Gold News

Banning Swiss Gold Sales "Would Hinder Central Bank Policy"

PROPOSALS to prevent Switzerland's central bank from selling any of its gold bullion reserve are "counterproductive", Swiss National Bank chairman Thomas Jordan said Friday, criticizing a campaign by the Swiss People's Party (SVP).

Last month, the SVP obtained the 100,000 signatures needed for a referendum on proposals that include forbidding the SNB from selling any gold, repatriating any gold held in foreign vaults, and raising the proportion of gold held as part of the SNB's reserves to 20%.

"We share the objectives the initiators put forward, such as maintaining currency and price stability and ensuring both the SNB's capacity to act and its independence," Jordan told the SNB's annual general meeting.

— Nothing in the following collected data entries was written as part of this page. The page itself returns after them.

//! REST backend seam.
//!
//! [`HospitalApi`] is the only way the dashboard talks to the backend. The
//! production implementation is [`HttpApi`]; tests supply in-memory ones.

mod http;
mod outcome;

pub use http::*;
pub use outcome::*;

use async_trait::async_trait;
use thiserror::Error;

use crate::models::{
    Doctor, NewPatient, NewSurgery, Notification, OperatingRoom, Patient, RecordId, Restock,
    StatusUpdate, Supply, Surgery, SurgeryStatus,
};

/// Transport and decoding failures.
#[derive(Error, Debug)]
pub enum ApiError {
    #[error("Transport error: {0}")]
    Transport(#[from] reqwest::Error),

    #[error("HTTP {status} from {url}")]
    Status { status: u16, url: String },

    #[error("Invalid JSON: {0}")]
    Decode(#[from] serde_json::Error),
}

pub type ApiResult<T> = Result<T, ApiError>;

/// Filter for the patient list.
#[derive(Debug, Clone, Default, PartialEq)]
pub struct PatientQuery {
    pub search: Option<String>,
}

impl PatientQuery {
    /// Build from the raw search box text; blank means no filter.
    pub fn from_search(search: &str) -> Self {
        Self {
            search: non_empty(search),
        }
    }

    /// Query-string pairs.
    pub fn params(&self) -> Vec<(&'static str, String)> {
        self.search
            .iter()
            .map(|s| ("search", s.clone()))
            .collect()
    }
}

/// Filter for the surgery list.
#[derive(Debug, Clone, Default, PartialEq)]
pub struct SurgeryQuery {
    pub search: Option<String>,
    /// `None` means every status
    pub status: Option<SurgeryStatus>,
    /// ISO date
    pub date: Option<String>,
}

impl SurgeryQuery {
    /// Query-string pairs, omitting unset filters.
    pub fn params(&self) -> Vec<(&'static str, String)> {
        let mut params = Vec::new();
        if let Some(search) = &self.search {
            params.push(("search", search.clone()));
        }
        if let Some(status) = &self.status {
            params.push(("status", status.to_string()));
        }
        if let Some(date) = &self.date {
            params.push(("date", date.clone()));
        }
        params
    }
}

pub(crate) fn non_empty(raw: &str) -> Option<String> {
    let trimmed = raw.trim();
    (!trimmed.is_empty()).then(|| trimmed.to_string())
}

/// Every backend operation the dashboard uses.
#[async_trait]
pub trait HospitalApi: Send + Sync {
    async fn list_patients(&self, query: &PatientQuery) -> ApiResult<Vec<Patient>>;
    async fn get_patient(&self, id: RecordId) -> ApiResult<Patient>;
    async fn patient_surgeries(&self, id: RecordId) -> ApiResult<Vec<Surgery>>;
    async fn create_patient(&self, patient: &NewPatient) -> ApiResult<WriteOutcome<RecordId>>;

    async fn list_surgeries(&self, query: &SurgeryQuery) -> ApiResult<Vec<Surgery>>;
    async fn get_surgery(&self, id: RecordId) -> ApiResult<Surgery>;
    async fn create_surgery(&self, surgery: &NewSurgery) -> ApiResult<WriteOutcome<RecordId>>;
    async fn update_surgery_status(
        &self,
        id: RecordId,
        update: &StatusUpdate,
    ) -> ApiResult<WriteOutcome<()>>;

    async fn list_doctors(&self) -> ApiResult<Vec<Doctor>>;
    async fn list_operating_rooms(&self) -> ApiResult<Vec<OperatingRoom>>;

    async fn list_supplies(&self) -> ApiResult<Vec<Supply>>;
    async fn get_supply(&self, id: RecordId) -> ApiResult<Supply>;
    async fn restock_supply(&self, id: RecordId, restock: &Restock) -> ApiResult<WriteOutcome<()>>;

    async fn list_notifications(&self) -> ApiResult<Vec<Notification>>;
    async fn mark_notification_read(&self, id: RecordId) -> ApiResult<WriteOutcome<()>>;
}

"However the measures proposed to this effect are not suitable, in fact they are even counter-productive...these measures would, in certain situations, considerably hinder the SNB in fulfilling its monetary policy mandate and be detrimental to Switzerland."

SJordan however did say the SNB might buy gold in the future.

"As part of a good diversification of currency reserves, a certain proportion of gold can help reduce the balance sheet risk," he said.

"We have therefore never ruled out the possibility of future gold purchases."

Switzerland is currently the world's sixth-biggest holder of official gold reserves with 1040 tonnes, according to the latest World Gold Council data, just ahead of Russia and behind China's officially reported level.

Cutting its gold-weighting from 44% of reserves to less than 25% between 2000 and 2005 by selling 1300 tonnes, the SNB then saw the rise in world gold prices take gold back above 40% of its foreign-exchange holdings as the global financial crisis began in 2007.

The SNB has since grown its foreign-exchange reserves eight times over, creating Swiss Francs and selling them primarily for Euros to cap the value of its own currency in a bid to support Switzerland's export industries. 

Despite not selling any gold since 2008, the SNB has seen its gold-weighting slump to barely 10% of total reserves.

More than 70% of Switzerland's gold is vaulted within the country, Jordan said, with 20% held at the Bank of England and 10% at the Bank of Canada. The SNB had previously declined to provide such a breakdown of where Switzerland's gold was held.